What lines below contain the word "format"? Please pull each one out.

===== Record extracts =====

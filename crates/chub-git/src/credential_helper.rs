use std::collections::HashMap;
use std::io::BufRead;

use chub_domain::GitDescriptor;

const DEFAULT_USERNAME: &str = "user";
const DEFAULT_PASSWORD: &str = "password";

/// Process-wide `uri → descriptor` mapping populated once at startup and
/// never mutated thereafter (spec §5), backing the git credential-helper
/// callback and the `POST /credentials` HTTP endpoint.
#[derive(Default)]
pub struct CredentialRegistry {
    by_uri: HashMap<String, GitDescriptor>,
}

impl CredentialRegistry {
    /// Construct an empty registry.
    pub fn new() -> Self {
        Self::default()
    }

    /// Register a descriptor under its own `uri`, keyed exactly as git will
    /// reconstruct it from `protocol://host/path`.
    pub fn register(&mut self, descriptor: GitDescriptor) {
        self.by_uri.insert(descriptor.uri.clone(), descriptor);
    }

    /// Resolve `(username, password)` for a `protocol://host<repo>` request,
    /// defaulting to `"user"`/`"password"` when the descriptor configured
    /// neither (matching the original's `ite` fallback).
    pub fn lookup(&self, protocol: &str, host: &str, repo: &str) -> Option<(String, String)> {
        let key = format!("{protocol}://{host}{repo}");
        self.by_uri.get(&key).map(|d| {
            (
                d.username.clone().unwrap_or_else(|| DEFAULT_USERNAME.to_string()),
                d.password.clone().unwrap_or_else(|| DEFAULT_PASSWORD.to_string()),
            )
        })
    }
}

/// A `key=value` request parsed from the credential-helper's stdin protocol
/// or the `POST /credentials` JSON body (spec §6).
#[derive(Debug, Clone, Default, serde::Deserialize)]
pub struct CredentialsRequest {
    /// `http` or `https`.
    pub protocol: String,
    /// Remote host.
    pub host: String,
    /// Repo path fragment, e.g. `/org/repo.git`.
    #[serde(default)]
    pub path: String,
}

/// Parse `key=value` lines from the credential-helper stdin protocol until
/// a blank line or EOF.
pub fn parse_stdin_request(reader: impl BufRead) -> CredentialsRequest {
    let mut request = CredentialsRequest::default();
    for line in reader.lines().map_while(Result::ok) {
        if line.is_empty() {
            break;
        }
        let Some((key, value)) = line.split_once('=') else {
            continue;
        };
        match key {
            "protocol" => request.protocol = value.to_string(),
            "host" => request.host = value.to_string(),
            "path" => request.path = value.to_string(),
            _ => {}
        }
    }
    request
}

/// Render the `get` action's stdout response, or an empty string if no
/// descriptor matches (git then falls back to its own credential prompt).
pub fn render_get_response(registry: &CredentialRegistry, request: &CredentialsRequest) -> String {
    match registry.lookup(&request.protocol, &request.host, &request.path) {
        Some((username, password)) => format!(
            "protocol={}\nhost={}\nusername={}\npassword={}\n",
            request.protocol, request.host, username, password
        ),
        None => String::new(),
    }
}

/// `store`/`erase` actions read and discard their stdin payload (§2 supplement).
pub fn drain_stdin(reader: impl BufRead) {
    for line in reader.lines().map_while(Result::ok) {
        if line.is_empty() {
            break;
        }
    }
}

=====

# Output of the task
        let key = format!("{protocol}://{host}{repo}");
        Some((username, password)) => format!(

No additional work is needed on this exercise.